This is the code for implementing the meta-MADDPG algorithm presented in the paper: Improving Scalability in Applying
Reinforcement Learning into Multi-robot Scenarios. It is configured to be run in conjunction with environments from
the Multi-Agent Particle Environments (MPE).
Paper : [Improving Scalability in Applying Reinforcement Learning into Multi-robot Scenarios].
Environment : multiagent-particle-envs.
(Training and testing is based on an instance of the environment named “simple_tag_non_adv_4.py”).
# goto the path of multiagent-particle-envs
cd multiagent-particle-envs
# build MPE
python setup.py install
# (optional) if you change the code under the path of MPE, you can rebuild it, or delete it
rm -rf build
pip uninstall multiagent
python setup.py install
Execute the main program and train a model of 4 agents or 5 agents
Note 1: :You need to pay special attention to the file paths in your code and adjust the different execution modes as needed.

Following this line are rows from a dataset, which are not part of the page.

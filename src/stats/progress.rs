use std::fmt;

use serde::Serialize;

use super::services::{percentage_of, Nutrient};

pub const DEFAULT_WIDTH: usize = 10;

const EMPTY: &str = "⬜";

#[derive(Debug, Clone, Copy, PartialEq, Eq, Serialize)]
#[serde(rename_all = "snake_case")]
pub enum Band {
    OnTrack,
    NearLimit,
    OverLimit,
}

impl Band {
    pub fn of(percentage: f64) -> Self {
        if percentage >= 100.0 {
            Band::OverLimit
        } else if percentage >= 85.0 {
            Band::NearLimit
        } else {
            Band::OnTrack
        }
    }

    pub fn label(self) -> &'static str {
        match self {
            Band::OnTrack => "on track",
            Band::NearLimit => "near limit",
            Band::OverLimit => "over limit",
        }
    }
}

/// Text progress bar. Calories are colored by band; every other nutrient has
/// its own fill glyph. Banding is the same for all of them.
#[derive(Debug, Clone, PartialEq, Serialize)]
pub struct ProgressBar {
    pub kind: Nutrient,
    pub percentage: f64,
    pub width: usize,
    pub filled: usize,
    pub band: Band,
}

impl ProgressBar {
    pub fn new(kind: Nutrient, percentage: f64, width: usize) -> Self {
        let p = if percentage.is_finite() { percentage.clamp(0.0, 100.0) } else { 0.0 };
        let filled = ((p / 100.0) * width as f64).floor() as usize;
        Self {
            kind,
            percentage: p,
            width,
            filled: filled.min(width),
            band: Band::of(p),
        }
    }

    /// Bar for `value` against `limit`, or the kind's fallback target when the
    /// limit is unset.
    pub fn for_nutrient(kind: Nutrient, value: f64, limit: Option<f64>) -> Self {
        let target = limit.filter(|l| *l > 0.0).or(kind.fallback_target());
        Self::new(kind, percentage_of(value, target), DEFAULT_WIDTH)
    }

    fn fill_glyph(&self) -> &'static str {
        match self.kind {
            Nutrient::Calories => match self.band {
                Band::OnTrack => "🟩",
                Band::NearLimit => "🟨",
                Band::OverLimit => "🟥",
            },
            Nutrient::Protein => "🟦",
            Nutrient::Fat => "🟨",
            Nutrient::Carbs => "🟧",
            Nutrient::Fiber => "🟩",
            Nutrient::Sugar => "🟪",
            Nutrient::Sodium => "⬛",
            Nutrient::Cholesterol => "🟫",
        }
    }
}

impl fmt::Display for ProgressBar {
    fn fmt(&self, f: &mut fmt::Formatter<'_>) -> fmt::Result {
        let glyph = self.fill_glyph();
        for _ in 0..self.filled {
            f.write_str(glyph)?;
        }
        for _ in self.filled..self.width {
            f.write_str(EMPTY)?;
        }
        Ok(())
    }
}

#[cfg(test)]
mod progress_tests {
    use super::*;

    #[test]
    fn bands() {
        assert_eq!(Band::of(0.0), Band::OnTrack);
        assert_eq!(Band::of(84.9), Band::OnTrack);
        assert_eq!(Band::of(85.0), Band::NearLimit);
        assert_eq!(Band::of(99.9), Band::NearLimit);
        assert_eq!(Band::of(100.0), Band::OverLimit);
    }

    #[test]
    fn anything_at_or_over_100_is_a_full_red_bar() {
        for p in [100.0, 100.1, 250.0, 10_000.0, f64::MAX] {
            let bar = ProgressBar::new(Nutrient::Calories, p, DEFAULT_WIDTH);
            assert_eq!(bar.filled, DEFAULT_WIDTH);
            assert_eq!(bar.band, Band::OverLimit);
            assert_eq!(bar.to_string(), "🟥".repeat(DEFAULT_WIDTH));
        }
    }

    #[test]
    fn fill_is_floored() {
        let bar = ProgressBar::new(Nutrient::Calories, 59.9, DEFAULT_WIDTH);
        assert_eq!(bar.filled, 5);
        assert_eq!(bar.to_string(), format!("{}{}", "🟩".repeat(5), EMPTY.repeat(5)));
        assert_eq!(ProgressBar::new(Nutrient::Calories, 90.0, 10).to_string().matches('🟨').count(), 9);
    }

    #[test]
    fn banding_is_uniform_across_kinds() {
        for kind in Nutrient::ALL {
            let bar = ProgressBar::new(kind, 87.0, DEFAULT_WIDTH);
            assert_eq!(bar.band, Band::NearLimit, "{kind:?}");
            assert_eq!(bar.filled, 8);
        }
    }

    #[test]
    fn missing_fiber_limit_uses_fallback_target() {
        let bar = ProgressBar::for_nutrient(Nutrient::Fiber, 10.0, None);
        assert_eq!(bar.percentage, 40.0);
        assert_eq!(bar.filled, 4);

        let zero_limit = ProgressBar::for_nutrient(Nutrient::Fiber, 10.0, Some(0.0));
        assert_eq!(zero_limit.percentage, 40.0);
    }

    #[test]
    fn calories_without_limit_render_empty() {
        let bar = ProgressBar::for_nutrient(Nutrient::Calories, 1500.0, None);
        assert_eq!(bar.filled, 0);
        assert_eq!(bar.band, Band::OnTrack);
    }

    #[test]
    fn negative_or_nan_input_renders_empty() {
        assert_eq!(ProgressBar::new(Nutrient::Fat, -5.0, 10).filled, 0);
        assert_eq!(ProgressBar::new(Nutrient::Fat, f64::NAN, 10).filled, 0);
    }
}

# Moreover, you can change the running mode through changing the code of
# activate_meta_actor = True
# initial_train = False
# test_initial = False
python main_4_non_meta.py
Training the model of meta actor and meta critic
Note 1: :You need to pay special attention to the file paths in your code and adjust the different execution modes as needed.
Note 2: :According to the design needs, our code contains two modes of meta, one of which has a rnn structure, anyway, no.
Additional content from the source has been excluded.